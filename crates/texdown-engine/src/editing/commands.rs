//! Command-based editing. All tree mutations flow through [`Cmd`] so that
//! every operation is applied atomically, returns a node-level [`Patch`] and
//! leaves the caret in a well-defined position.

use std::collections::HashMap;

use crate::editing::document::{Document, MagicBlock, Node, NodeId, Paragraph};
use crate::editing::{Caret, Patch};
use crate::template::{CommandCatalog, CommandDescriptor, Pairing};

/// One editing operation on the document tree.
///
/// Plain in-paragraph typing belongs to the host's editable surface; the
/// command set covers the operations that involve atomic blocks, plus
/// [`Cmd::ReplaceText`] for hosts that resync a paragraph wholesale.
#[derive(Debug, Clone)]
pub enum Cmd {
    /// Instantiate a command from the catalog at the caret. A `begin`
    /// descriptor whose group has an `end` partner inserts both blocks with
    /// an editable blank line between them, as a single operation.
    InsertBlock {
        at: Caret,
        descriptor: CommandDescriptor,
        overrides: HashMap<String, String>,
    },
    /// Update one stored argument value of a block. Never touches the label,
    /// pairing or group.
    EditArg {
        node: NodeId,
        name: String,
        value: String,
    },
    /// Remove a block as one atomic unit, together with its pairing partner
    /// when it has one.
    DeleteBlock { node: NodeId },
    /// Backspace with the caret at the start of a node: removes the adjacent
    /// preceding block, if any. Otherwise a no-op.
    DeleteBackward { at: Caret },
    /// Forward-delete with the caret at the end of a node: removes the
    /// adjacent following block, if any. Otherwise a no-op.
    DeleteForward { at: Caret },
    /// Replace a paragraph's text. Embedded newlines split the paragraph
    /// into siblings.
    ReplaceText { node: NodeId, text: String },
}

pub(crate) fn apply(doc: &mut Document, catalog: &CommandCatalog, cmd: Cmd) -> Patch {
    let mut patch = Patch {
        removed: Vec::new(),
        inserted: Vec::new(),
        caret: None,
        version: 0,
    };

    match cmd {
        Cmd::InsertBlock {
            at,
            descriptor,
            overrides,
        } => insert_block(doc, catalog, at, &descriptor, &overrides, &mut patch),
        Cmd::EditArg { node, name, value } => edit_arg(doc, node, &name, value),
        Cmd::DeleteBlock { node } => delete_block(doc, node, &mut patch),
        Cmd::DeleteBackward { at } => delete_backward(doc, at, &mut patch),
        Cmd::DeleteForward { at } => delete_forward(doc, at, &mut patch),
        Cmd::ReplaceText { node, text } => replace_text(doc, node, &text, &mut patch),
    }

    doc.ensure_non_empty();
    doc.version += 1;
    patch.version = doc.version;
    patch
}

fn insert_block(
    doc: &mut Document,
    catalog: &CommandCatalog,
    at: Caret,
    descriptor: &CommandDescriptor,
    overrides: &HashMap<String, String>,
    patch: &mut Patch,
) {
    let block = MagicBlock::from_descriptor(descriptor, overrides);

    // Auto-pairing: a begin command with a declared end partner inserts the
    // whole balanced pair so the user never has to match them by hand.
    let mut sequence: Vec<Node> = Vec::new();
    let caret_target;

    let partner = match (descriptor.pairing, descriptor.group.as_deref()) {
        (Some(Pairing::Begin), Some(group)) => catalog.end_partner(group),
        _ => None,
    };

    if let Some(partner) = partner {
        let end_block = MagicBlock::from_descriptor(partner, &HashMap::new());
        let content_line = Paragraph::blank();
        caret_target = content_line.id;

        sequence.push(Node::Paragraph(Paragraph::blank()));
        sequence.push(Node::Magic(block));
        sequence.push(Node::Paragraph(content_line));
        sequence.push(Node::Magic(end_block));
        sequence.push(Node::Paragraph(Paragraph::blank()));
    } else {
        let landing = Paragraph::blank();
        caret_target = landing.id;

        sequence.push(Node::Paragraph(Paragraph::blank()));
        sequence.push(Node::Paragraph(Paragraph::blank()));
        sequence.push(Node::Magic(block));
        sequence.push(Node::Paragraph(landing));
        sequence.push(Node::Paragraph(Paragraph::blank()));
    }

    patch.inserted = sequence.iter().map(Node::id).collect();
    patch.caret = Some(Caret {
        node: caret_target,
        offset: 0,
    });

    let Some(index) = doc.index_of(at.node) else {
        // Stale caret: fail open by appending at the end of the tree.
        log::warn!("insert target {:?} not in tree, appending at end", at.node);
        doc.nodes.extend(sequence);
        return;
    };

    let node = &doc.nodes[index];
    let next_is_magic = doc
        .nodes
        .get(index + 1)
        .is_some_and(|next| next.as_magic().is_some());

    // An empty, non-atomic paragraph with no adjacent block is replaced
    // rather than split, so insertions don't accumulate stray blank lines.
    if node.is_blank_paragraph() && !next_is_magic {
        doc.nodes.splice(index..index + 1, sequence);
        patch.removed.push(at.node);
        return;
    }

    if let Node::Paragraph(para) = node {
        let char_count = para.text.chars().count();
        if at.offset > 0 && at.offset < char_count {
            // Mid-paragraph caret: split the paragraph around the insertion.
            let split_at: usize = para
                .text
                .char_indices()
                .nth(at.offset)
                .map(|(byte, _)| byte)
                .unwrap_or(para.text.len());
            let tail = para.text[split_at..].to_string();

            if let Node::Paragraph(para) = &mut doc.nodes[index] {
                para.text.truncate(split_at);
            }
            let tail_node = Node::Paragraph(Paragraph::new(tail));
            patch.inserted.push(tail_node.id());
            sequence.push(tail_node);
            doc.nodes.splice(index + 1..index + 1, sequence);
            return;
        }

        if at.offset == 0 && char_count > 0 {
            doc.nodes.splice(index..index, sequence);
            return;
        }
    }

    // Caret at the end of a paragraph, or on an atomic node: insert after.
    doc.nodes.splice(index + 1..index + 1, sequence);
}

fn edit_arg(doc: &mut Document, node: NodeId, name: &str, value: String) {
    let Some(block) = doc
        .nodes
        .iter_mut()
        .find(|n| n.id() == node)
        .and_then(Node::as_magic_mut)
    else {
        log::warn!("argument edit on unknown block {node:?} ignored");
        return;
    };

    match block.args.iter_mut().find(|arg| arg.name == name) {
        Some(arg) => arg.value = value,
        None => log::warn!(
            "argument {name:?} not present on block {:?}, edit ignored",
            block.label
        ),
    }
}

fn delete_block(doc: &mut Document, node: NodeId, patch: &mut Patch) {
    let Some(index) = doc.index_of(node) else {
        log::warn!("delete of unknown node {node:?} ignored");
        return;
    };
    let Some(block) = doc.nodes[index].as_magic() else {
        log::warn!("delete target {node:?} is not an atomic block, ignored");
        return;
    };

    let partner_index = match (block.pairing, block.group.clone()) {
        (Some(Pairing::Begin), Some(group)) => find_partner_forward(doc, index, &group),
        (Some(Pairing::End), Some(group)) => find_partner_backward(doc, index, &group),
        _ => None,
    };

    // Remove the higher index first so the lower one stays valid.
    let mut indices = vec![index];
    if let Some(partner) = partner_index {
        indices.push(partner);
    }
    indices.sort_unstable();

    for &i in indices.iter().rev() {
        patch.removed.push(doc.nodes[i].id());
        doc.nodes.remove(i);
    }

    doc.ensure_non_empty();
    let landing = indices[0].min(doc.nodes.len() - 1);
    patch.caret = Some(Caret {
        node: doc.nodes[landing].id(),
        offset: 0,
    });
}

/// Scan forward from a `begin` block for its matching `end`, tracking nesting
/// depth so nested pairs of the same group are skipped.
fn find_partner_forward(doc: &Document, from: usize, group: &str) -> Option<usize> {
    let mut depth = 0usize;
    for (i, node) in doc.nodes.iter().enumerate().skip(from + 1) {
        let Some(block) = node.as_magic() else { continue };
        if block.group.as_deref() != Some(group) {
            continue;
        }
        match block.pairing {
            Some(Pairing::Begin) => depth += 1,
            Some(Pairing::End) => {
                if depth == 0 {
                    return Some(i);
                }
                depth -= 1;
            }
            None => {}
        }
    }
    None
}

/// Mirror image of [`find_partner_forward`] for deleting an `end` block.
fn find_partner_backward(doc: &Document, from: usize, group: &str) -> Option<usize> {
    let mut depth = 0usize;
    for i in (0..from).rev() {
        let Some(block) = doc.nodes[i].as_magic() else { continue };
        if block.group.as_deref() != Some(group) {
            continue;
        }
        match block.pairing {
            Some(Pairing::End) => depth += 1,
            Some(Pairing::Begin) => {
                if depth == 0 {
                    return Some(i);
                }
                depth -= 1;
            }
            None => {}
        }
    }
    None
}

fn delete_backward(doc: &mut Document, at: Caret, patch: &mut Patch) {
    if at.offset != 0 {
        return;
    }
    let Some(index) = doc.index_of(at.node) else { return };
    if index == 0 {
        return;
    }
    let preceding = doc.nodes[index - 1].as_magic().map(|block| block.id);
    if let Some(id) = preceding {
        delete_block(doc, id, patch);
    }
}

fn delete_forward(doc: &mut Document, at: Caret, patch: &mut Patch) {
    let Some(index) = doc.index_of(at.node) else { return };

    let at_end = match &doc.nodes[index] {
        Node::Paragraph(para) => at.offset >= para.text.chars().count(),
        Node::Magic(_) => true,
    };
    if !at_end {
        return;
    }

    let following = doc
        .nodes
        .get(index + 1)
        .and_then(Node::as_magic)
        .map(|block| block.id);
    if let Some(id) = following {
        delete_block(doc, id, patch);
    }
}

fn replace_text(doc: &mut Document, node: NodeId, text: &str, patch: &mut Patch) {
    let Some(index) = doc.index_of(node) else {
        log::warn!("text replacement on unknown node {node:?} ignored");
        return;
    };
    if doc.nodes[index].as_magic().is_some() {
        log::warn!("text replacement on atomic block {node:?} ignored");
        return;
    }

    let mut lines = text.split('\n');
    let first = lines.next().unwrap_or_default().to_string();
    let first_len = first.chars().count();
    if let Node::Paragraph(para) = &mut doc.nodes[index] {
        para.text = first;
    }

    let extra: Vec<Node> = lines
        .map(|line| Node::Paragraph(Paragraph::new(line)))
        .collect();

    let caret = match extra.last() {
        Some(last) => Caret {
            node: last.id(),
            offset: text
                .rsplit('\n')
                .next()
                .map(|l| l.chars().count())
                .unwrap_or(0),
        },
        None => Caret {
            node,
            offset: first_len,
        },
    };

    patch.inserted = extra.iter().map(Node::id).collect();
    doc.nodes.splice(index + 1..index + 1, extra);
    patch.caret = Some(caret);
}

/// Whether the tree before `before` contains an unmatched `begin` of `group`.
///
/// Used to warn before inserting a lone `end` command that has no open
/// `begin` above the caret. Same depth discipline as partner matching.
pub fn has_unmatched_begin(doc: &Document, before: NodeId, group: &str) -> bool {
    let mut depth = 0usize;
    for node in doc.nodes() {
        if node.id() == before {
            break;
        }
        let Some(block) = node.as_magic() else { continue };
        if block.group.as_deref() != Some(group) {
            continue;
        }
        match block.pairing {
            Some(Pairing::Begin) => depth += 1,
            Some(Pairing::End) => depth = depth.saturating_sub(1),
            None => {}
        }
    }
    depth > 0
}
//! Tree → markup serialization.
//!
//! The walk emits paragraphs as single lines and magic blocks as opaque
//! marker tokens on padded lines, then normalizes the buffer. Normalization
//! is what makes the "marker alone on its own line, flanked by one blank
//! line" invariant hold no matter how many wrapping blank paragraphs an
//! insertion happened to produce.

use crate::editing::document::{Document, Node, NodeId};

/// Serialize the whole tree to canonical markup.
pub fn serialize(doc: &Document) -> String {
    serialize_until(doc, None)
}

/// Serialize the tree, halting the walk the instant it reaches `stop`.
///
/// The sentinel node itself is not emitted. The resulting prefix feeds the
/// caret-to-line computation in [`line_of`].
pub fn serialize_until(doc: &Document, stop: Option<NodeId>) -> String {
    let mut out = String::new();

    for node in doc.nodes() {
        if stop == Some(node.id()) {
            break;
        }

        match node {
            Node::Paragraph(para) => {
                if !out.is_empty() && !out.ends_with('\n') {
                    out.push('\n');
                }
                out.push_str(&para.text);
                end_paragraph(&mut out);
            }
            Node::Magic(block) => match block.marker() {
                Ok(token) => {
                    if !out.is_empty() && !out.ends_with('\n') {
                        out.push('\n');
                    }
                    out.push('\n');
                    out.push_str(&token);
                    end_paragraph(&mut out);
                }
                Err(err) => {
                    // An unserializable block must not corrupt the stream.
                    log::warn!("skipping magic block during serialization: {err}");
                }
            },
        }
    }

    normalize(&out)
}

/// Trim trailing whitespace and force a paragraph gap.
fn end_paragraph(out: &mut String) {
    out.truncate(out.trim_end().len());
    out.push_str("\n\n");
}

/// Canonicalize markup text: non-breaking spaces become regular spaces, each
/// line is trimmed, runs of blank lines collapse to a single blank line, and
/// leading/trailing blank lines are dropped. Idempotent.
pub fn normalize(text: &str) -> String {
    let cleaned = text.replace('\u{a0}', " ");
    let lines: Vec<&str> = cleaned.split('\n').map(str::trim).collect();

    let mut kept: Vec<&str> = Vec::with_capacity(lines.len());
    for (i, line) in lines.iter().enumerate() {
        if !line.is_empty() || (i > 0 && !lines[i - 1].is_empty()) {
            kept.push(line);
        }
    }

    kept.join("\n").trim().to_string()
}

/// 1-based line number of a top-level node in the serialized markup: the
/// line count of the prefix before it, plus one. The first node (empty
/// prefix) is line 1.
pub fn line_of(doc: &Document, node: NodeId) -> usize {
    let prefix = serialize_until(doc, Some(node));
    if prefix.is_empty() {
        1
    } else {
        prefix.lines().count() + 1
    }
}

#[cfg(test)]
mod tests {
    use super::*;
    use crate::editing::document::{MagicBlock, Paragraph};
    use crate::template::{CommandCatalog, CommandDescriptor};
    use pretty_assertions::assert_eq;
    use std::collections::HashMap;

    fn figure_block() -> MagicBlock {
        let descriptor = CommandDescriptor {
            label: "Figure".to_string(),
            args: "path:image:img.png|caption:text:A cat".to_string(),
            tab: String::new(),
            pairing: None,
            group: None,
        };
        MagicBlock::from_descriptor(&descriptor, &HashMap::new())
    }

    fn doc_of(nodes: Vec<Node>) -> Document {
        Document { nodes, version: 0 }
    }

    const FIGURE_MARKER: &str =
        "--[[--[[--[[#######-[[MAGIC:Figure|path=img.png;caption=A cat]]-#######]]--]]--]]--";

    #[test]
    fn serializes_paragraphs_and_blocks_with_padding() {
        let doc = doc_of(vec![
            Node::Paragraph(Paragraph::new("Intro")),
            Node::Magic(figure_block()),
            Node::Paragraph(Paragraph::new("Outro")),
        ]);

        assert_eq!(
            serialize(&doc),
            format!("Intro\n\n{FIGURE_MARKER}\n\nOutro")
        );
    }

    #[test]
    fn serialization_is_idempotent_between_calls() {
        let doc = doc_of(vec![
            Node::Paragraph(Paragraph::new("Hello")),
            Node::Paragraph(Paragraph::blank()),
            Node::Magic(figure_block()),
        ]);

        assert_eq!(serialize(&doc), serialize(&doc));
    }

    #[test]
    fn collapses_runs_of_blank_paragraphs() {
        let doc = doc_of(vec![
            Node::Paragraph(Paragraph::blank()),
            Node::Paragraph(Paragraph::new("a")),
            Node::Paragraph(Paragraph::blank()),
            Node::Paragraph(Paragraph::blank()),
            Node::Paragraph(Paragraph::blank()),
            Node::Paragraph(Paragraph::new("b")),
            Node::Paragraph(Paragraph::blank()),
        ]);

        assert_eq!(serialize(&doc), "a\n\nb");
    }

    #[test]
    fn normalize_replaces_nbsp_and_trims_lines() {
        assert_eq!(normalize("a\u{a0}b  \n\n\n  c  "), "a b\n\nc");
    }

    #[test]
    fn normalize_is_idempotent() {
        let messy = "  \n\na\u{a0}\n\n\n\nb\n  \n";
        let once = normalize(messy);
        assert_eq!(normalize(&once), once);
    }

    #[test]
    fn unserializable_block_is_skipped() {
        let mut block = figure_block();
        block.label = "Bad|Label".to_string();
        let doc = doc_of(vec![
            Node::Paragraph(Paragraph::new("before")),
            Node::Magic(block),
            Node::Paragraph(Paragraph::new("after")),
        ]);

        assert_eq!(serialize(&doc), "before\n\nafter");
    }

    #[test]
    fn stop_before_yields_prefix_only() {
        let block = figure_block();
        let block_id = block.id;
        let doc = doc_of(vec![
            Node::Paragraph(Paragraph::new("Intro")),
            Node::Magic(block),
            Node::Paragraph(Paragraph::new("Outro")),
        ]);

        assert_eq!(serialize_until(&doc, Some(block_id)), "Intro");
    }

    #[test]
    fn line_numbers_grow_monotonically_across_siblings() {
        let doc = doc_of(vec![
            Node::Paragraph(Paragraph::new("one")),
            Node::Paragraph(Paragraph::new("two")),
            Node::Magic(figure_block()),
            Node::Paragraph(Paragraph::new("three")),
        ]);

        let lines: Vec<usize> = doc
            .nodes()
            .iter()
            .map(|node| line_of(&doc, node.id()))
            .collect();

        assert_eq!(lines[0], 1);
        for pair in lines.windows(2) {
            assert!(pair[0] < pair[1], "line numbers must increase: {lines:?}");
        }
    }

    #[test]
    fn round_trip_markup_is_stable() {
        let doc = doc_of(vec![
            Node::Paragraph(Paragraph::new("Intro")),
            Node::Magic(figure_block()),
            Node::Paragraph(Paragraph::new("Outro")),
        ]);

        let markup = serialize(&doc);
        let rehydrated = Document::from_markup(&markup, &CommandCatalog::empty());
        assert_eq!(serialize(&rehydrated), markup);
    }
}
----
**PROBLEM STATEMENT**. Count the lines above that contain the word "removes", and give only that number.

**TASK SOLUTION**. 2